Experiments with harmonics of the Ti-sapphire laser (100 fs, 266-800 nm) and many other pico-and nanosecond pulsed sources have revealed a number of different laser-stimulated processes developing on the diamond surface. This diversity is due to two fundamental properties of diamond: the ability to graphitize, which completely changes the coordination geometry of the carbon bonds, and the ability to chemically react with ambient gases. Modern pulsed lasers enable both scenarios: (1) heating of the crystal lattice up to ~2000 C with single pulse graphitization and ablation (~10 nm/pulse), and (2) nonlinear photoexcitation of the binding electrons with quite slow surface etching - "nanoablation" (<10-2 nm/pulse). Special attention will be paid to the accumulative regime of the laser effect, when the laser fluence is lower than the single pulse ablation threshold and the graphitization develops with a certain delay - after multi-pulse laser treatment. Both accumulative graphitization and nanoablation are atomic-scale processes that pave the way for photolytic formation of structural defects in diamond.

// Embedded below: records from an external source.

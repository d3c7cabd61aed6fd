use crate::daemon::{ProgressSink, Provisioner};
use crate::job::JobType;
use crate::protocol::AcquiredJob;
use async_trait::async_trait;
use std::time::Duration;

/// Provisioner that runs nothing.
///
/// Apply jobs produce the canned state if one was set, otherwise the job's
/// input as JSON. Destroy jobs produce empty state.
#[derive(Debug, Clone, Default)]
pub struct EchoProvisioner {
    state: Option<Vec<u8>>,
    logs: Vec<(String, String)>,
    failure: Option<String>,
    delay: Duration,
    hang: bool,
}

impl EchoProvisioner {
    pub fn new() -> Self {
        Self::default()
    }

    pub fn with_state(mut self, state: impl Into<Vec<u8>>) -> Self {
        self.state = Some(state.into());
        self
    }

    pub fn with_log(mut self, stage: &str, output: &str) -> Self {
        self.logs.push((stage.to_string(), output.to_string()));
        self
    }

    pub fn failing(mut self, error: &str) -> Self {
        self.failure = Some(error.to_string());
        self
    }

    pub fn with_delay(mut self, delay: Duration) -> Self {
        self.delay = delay;
        self
    }

    /// Never finish on its own; only cancellation or shutdown ends the job.
    pub fn hanging(mut self) -> Self {
        self.hang = true;
        self
    }
}

#[async_trait]
impl Provisioner for EchoProvisioner {
    async fn provision(&self, job: &AcquiredJob, progress: &ProgressSink) -> anyhow::Result<Vec<u8>> {
        for (stage, output) in &self.logs {
            progress.send(stage, output).await?;
        }

        if !self.delay.is_zero() {
            tokio::time::sleep(self.delay).await;
        }
        if self.hang {
            std::future::pending::<()>().await;
        }
        if let Some(error) = &self.failure {
            anyhow::bail!("{}", error);
        }

        match job.job.job_type {
            JobType::Destroy => Ok(Vec::new()),
            JobType::Apply | JobType::Import => match &self.state {
                Some(state) => Ok(state.clone()),
                None => Ok(serde_json::to_vec(&job.job.input)?),
            },
        }
    }
}
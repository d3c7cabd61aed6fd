//! Authorization seam consulted before every facade operation.

use crate::error::{OrchestratorError, Result};
use serde::{Deserialize, Serialize};
use std::fmt;
use std::str::FromStr;
use utoipa::ToSchema;

#[derive(Debug, Clone, Copy, PartialEq, Eq, Hash, Serialize, Deserialize, ToSchema)]
#[serde(rename_all = "kebab-case")]
pub enum Role {
    Owner,
    TemplateAdmin,
    Auditor,
    Member,
}

impl Role {
    pub fn as_str(self) -> &'static str {
        match self {
            Role::Owner => "owner",
            Role::TemplateAdmin => "template-admin",
            Role::Auditor => "auditor",
            Role::Member => "member",
        }
    }
}

impl fmt::Display for Role {
    fn fmt(&self, f: &mut fmt::Formatter<'_>) -> fmt::Result {
        f.write_str(self.as_str())
    }
}

impl FromStr for Role {
    type Err = OrchestratorError;

    fn from_str(s: &str) -> Result<Self> {
        match s.trim() {
            "owner" => Ok(Role::Owner),
            "template-admin" => Ok(Role::TemplateAdmin),
            "auditor" => Ok(Role::Auditor),
            "member" => Ok(Role::Member),
            other => Err(OrchestratorError::InvalidInput(format!("unknown role '{}'", other))),
        }
    }
}

/// The authenticated caller.
#[derive(Debug, Clone, PartialEq, Eq)]
pub struct Actor {
    pub id: String,
    pub roles: Vec<Role>,
}

impl Actor {
    pub fn new(id: impl Into<String>, roles: impl IntoIterator<Item = Role>) -> Self {
        Self {
            id: id.into(),
            roles: roles.into_iter().collect(),
        }
    }

    pub fn has_role(&self, role: Role) -> bool {
        self.roles.contains(&role)
    }
}

#[derive(Debug, Clone, Copy, PartialEq, Eq)]
pub enum Action {
    CreateWorkspace,
    ReadWorkspace,
    /// Start, stop or delete builds, and cancel them.
    UpdateWorkspace,
    ReadState,
    WriteState,
}

/// What an action targets.
#[derive(Debug, Clone, PartialEq, Eq)]
pub enum Resource {
    /// A workspace that does not exist yet, to be owned by `owner`.
    NewWorkspace { owner: String },
    Workspace { id: String, owner: String },
    /// A job not tied to any workspace, such as a template import.
    Job { id: String },
}

impl Resource {
    pub fn owner(&self) -> Option<&str> {
        match self {
            Resource::NewWorkspace { owner } | Resource::Workspace { owner, .. } => Some(owner),
            Resource::Job { .. } => None,
        }
    }
}

/// Yes/no authorization decision.
pub trait PermissionGate: Send + Sync {
    fn allowed(&self, actor: &Actor, action: Action, resource: &Resource) -> bool;
}

/// Role-based policy.
///
/// `owner` and `template-admin` may do anything. A workspace's owning user
/// may use it fully, state included. `auditor` may read any workspace but
/// never its state.
#[derive(Debug, Clone, Copy, Default)]
pub struct RoleGate;

impl PermissionGate for RoleGate {
    fn allowed(&self, actor: &Actor, action: Action, resource: &Resource) -> bool {
        if actor.has_role(Role::Owner) || actor.has_role(Role::TemplateAdmin) {
            return true;
        }
        if resource.owner() == Some(actor.id.as_str()) {
            return true;
        }
        action == Action::ReadWorkspace && actor.has_role(Role::Auditor)
    }
}

pub(crate) fn authorize(
    gate: &dyn PermissionGate,
    actor: &Actor,
    action: Action,
    resource: &Resource,
) -> Result<()> {
    if gate.allowed(actor, action, resource) {
        return Ok(());
    }
    Err(OrchestratorError::PermissionDenied(format!(
        "{} may not {:?} {:?}",
        actor.id, action, resource
    )))
}

/// Parse a comma-separated role list, ignoring blanks.
pub fn parse_roles(value: &str) -> Result<Vec<Role>> {
    value
        .split(',')
        .filter(|s| !s.trim().is_empty())
        .map(Role::from_str)
        .collect()
}
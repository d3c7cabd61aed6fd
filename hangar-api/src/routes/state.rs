use crate::{
    error::{ApiResult, ErrorBody},
    state::AppState,
};
use axum::{
    body::Bytes,
    extract::{DefaultBodyLimit, Path, Query, State},
    http::header,
    response::IntoResponse,
    routing::get,
    Extension, Json, Router,
};
use hangar_orchestrator::{Actor, WorkspaceBuild};
use serde::Deserialize;
use utoipa::IntoParams;

/// Largest state blob accepted by `PUT .../state`.
const MAX_STATE_BYTES: usize = 64 * 1024 * 1024;

pub fn routes() -> Router<AppState> {
    Router::new()
        .route(
            "/api/v1/workspaces/{id}/state",
            get(pull_state).put(push_state),
        )
        .layer(DefaultBodyLimit::max(MAX_STATE_BYTES))
}

#[derive(Debug, Default, Deserialize, IntoParams)]
#[into_params(parameter_in = Query)]
pub struct StateQuery {
    /// Pull: the build whose state to read (defaults to the latest build).
    /// Push: the build number the new build is expected to get.
    pub build: Option<i64>,
}

#[utoipa::path(
    get,
    path = "/api/v1/workspaces/{id}/state",
    params(("id" = String, Path, description = "Workspace ID"), StateQuery),
    responses(
        (status = 200, description = "Raw state bytes", body = String, content_type = "application/octet-stream"),
        (status = 403, description = "Permission denied", body = ErrorBody),
        (status = 404, description = "Workspace not found or no state to pull", body = ErrorBody)
    ),
    tag = "state"
)]
pub async fn pull_state(
    State(state): State<AppState>,
    Extension(actor): Extension<Actor>,
    Path(id): Path<String>,
    Query(query): Query<StateQuery>,
) -> ApiResult<impl IntoResponse> {
    let blob = match query.build {
        Some(number) => {
            state
                .orchestrator
                .read_build_state(&actor, &id, number)
                .await?
        }
        None => state.orchestrator.read_latest_state(&actor, &id).await?,
    };

    Ok(([(header::CONTENT_TYPE, "application/octet-stream")], blob))
}

#[utoipa::path(
    put,
    path = "/api/v1/workspaces/{id}/state",
    params(("id" = String, Path, description = "Workspace ID"), StateQuery),
    request_body(content = String, content_type = "application/octet-stream", description = "Raw state bytes"),
    responses(
        (status = 200, description = "Build created with the pushed state", body = WorkspaceBuild),
        (status = 403, description = "Permission denied", body = ErrorBody),
        (status = 409, description = "Workspace busy or build number conflict", body = ErrorBody)
    ),
    tag = "state"
)]
pub async fn push_state(
    State(state): State<AppState>,
    Extension(actor): Extension<Actor>,
    Path(id): Path<String>,
    Query(query): Query<StateQuery>,
    body: Bytes,
) -> ApiResult<Json<WorkspaceBuild>> {
    let build = state
        .orchestrator
        .create_build_with_state(&actor, &id, &body, query.build)
        .await?;

    Ok(Json(build))
}
use anyhow::{Context, Result};
use hangar_api::{create_app, start_reaper_task, AppState, Config};
use hangar_logging::{init_subscriber, LoggingConfig};
use hangar_orchestrator::db::{backup_database, create_pool, run_migrations};
use hangar_orchestrator::{BuildOrchestrator, EchoProvisioner, ProvisionerDaemon, RoleGate, SystemClock};
use std::collections::BTreeSet;
use std::sync::Arc;
use tracing::info;

#[tokio::main]
async fn main() -> Result<()> {
    let _log_guard = init_subscriber(&LoggingConfig::from_env());

    info!("Starting hangar-api service...");

    // Load configuration
    let config = Config::from_env();
    info!(
        "Configuration loaded: bind_addr={}, db_path={}",
        config.bind_addr,
        config.db_path.display()
    );

    // Backup before migrations
    let db_path = &config.db_path;
    if db_path.exists() {
        let backup_path = backup_database(db_path).context("Failed to back up database")?;
        info!("Database backed up to: {}", backup_path.display());
    }

    // Create pool and run migrations
    let pool = create_pool(db_path)
        .await
        .with_context(|| format!("Failed to open database {}", db_path.display()))?;
    info!("Running database migrations...");
    run_migrations(&pool).await.context("Failed to run migrations")?;
    info!("Migrations complete");

    let orchestrator = BuildOrchestrator::with_config(
        pool,
        Arc::new(RoleGate),
        Arc::new(SystemClock),
        config.orchestrator_config(),
    );

    // Start reaper task
    tokio::spawn(start_reaper_task(
        orchestrator.scheduler().clone(),
        config.reaper_interval_secs,
    ));
    info!(
        "Reaper task started (interval: {}s)",
        config.reaper_interval_secs
    );

    // In-process echo workers, mostly for local development
    let _daemons: Vec<_> = (0..config.echo_provisioners)
        .map(|i| {
            ProvisionerDaemon::new(
                orchestrator.scheduler().clone(),
                Arc::new(EchoProvisioner::new()),
                format!("echo-{}", i),
                BTreeSet::new(),
            )
            .spawn()
        })
        .collect();
    if config.echo_provisioners > 0 {
        info!("Started {} echo provisioner(s)", config.echo_provisioners);
    }

    // Create app
    let app = create_app(AppState::new(orchestrator));

    // Start server
    let listener = tokio::net::TcpListener::bind(&config.bind_addr)
        .await
        .with_context(|| format!("Failed to bind {}", config.bind_addr))?;
    info!("Listening on http://{}", config.bind_addr);

    axum::serve(listener, app).await?;

    Ok(())
}
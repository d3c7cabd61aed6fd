use crate::{
    error::{ApiResult, ErrorBody},
    state::AppState,
};
use axum::{
    extract::{Path, Query, State},
    routing::get,
    Extension, Json, Router,
};
use hangar_orchestrator::{Actor, CreateWorkspaceRequest, CreatedWorkspace, Workspace, WorkspaceFilters};
use serde::Deserialize;
use utoipa::IntoParams;

pub fn routes() -> Router<AppState> {
    Router::new()
        .route(
            "/api/v1/workspaces",
            get(list_workspaces).post(create_workspace),
        )
        .route("/api/v1/workspaces/{id}", get(get_workspace))
        .route(
            "/api/v1/users/{owner}/workspaces/{name}",
            get(get_workspace_by_name),
        )
}

#[derive(Debug, Default, Deserialize, IntoParams)]
#[into_params(parameter_in = Query)]
pub struct ListWorkspacesQuery {
    /// Only workspaces owned by this user
    pub owner: Option<String>,
    pub organization_id: Option<String>,
}

#[derive(Debug, Default, Deserialize, IntoParams)]
#[into_params(parameter_in = Query)]
pub struct OrganizationQuery {
    pub organization_id: Option<String>,
}

#[utoipa::path(
    post,
    path = "/api/v1/workspaces",
    request_body = CreateWorkspaceRequest,
    responses(
        (status = 200, description = "Workspace created with its initial build", body = CreatedWorkspace),
        (status = 403, description = "Permission denied", body = ErrorBody),
        (status = 409, description = "Name already taken", body = ErrorBody)
    ),
    tag = "workspaces"
)]
pub async fn create_workspace(
    State(state): State<AppState>,
    Extension(actor): Extension<Actor>,
    Json(req): Json<CreateWorkspaceRequest>,
) -> ApiResult<Json<CreatedWorkspace>> {
    let created = state.orchestrator.create_workspace(&actor, req).await?;

    Ok(Json(created))
}

#[utoipa::path(
    get,
    path = "/api/v1/workspaces",
    params(ListWorkspacesQuery),
    responses(
        (status = 200, description = "Workspaces the caller may read", body = Vec<Workspace>)
    ),
    tag = "workspaces"
)]
pub async fn list_workspaces(
    State(state): State<AppState>,
    Extension(actor): Extension<Actor>,
    Query(query): Query<ListWorkspacesQuery>,
) -> ApiResult<Json<Vec<Workspace>>> {
    let filters = WorkspaceFilters {
        owner: query.owner,
        organization_id: query.organization_id,
    };

    let workspaces = state.orchestrator.list_workspaces(&actor, filters).await?;

    Ok(Json(workspaces))
}

#[utoipa::path(
    get,
    path = "/api/v1/workspaces/{id}",
    params(("id" = String, Path, description = "Workspace ID")),
    responses(
        (status = 200, description = "Workspace", body = Workspace),
        (status = 403, description = "Permission denied", body = ErrorBody),
        (status = 404, description = "Workspace not found", body = ErrorBody)
    ),
    tag = "workspaces"
)]
pub async fn get_workspace(
    State(state): State<AppState>,
    Extension(actor): Extension<Actor>,
    Path(id): Path<String>,
) -> ApiResult<Json<Workspace>> {
    let workspace = state.orchestrator.get_workspace(&actor, &id).await?;

    Ok(Json(workspace))
}

#[utoipa::path(
    get,
    path = "/api/v1/users/{owner}/workspaces/{name}",
    params(
        ("owner" = String, Path, description = "Owning user"),
        ("name" = String, Path, description = "Workspace name"),
        OrganizationQuery
    ),
    responses(
        (status = 200, description = "Workspace", body = Workspace),
        (status = 404, description = "Workspace not found", body = ErrorBody)
    ),
    tag = "workspaces"
)]
pub async fn get_workspace_by_name(
    State(state): State<AppState>,
    Extension(actor): Extension<Actor>,
    Path((owner, name)): Path<(String, String)>,
    Query(query): Query<OrganizationQuery>,
) -> ApiResult<Json<Workspace>> {
    let workspace = state
        .orchestrator
        .get_workspace_by_name(&actor, &owner, query.organization_id.as_deref(), &name)
        .await?;

    Ok(Json(workspace))
}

Effective and controllable generation of color centers is a key problem in diamond-based quantum technologies. To date, several vacancy-based defects have been demonstrated to be created as a result of laser treatment of diamond. The most well-known of these is the nitrogen-vacancy complex (NV center), the formation mechanisms of which are discussed in both the accumulation and nanoablation regime. Luminescence measurements confirm that during long irradiation, e.g. with 266 nm femtosecond pulses, the NV concentration gradually increased and can increase tenfold (Fig. 1). The correlation between the coloration of the diamond and the nanoablation of its surface is demonstrated. Taken together, the results presented here indicate that laser preablation irradiation is a promising tool to precisely control the number of generated vacancies in the lattice and thus the probability of formation of a single NV center at the desired location of a crystal.
This work was supported by Russian Science Foundation, grant 24-12-00137.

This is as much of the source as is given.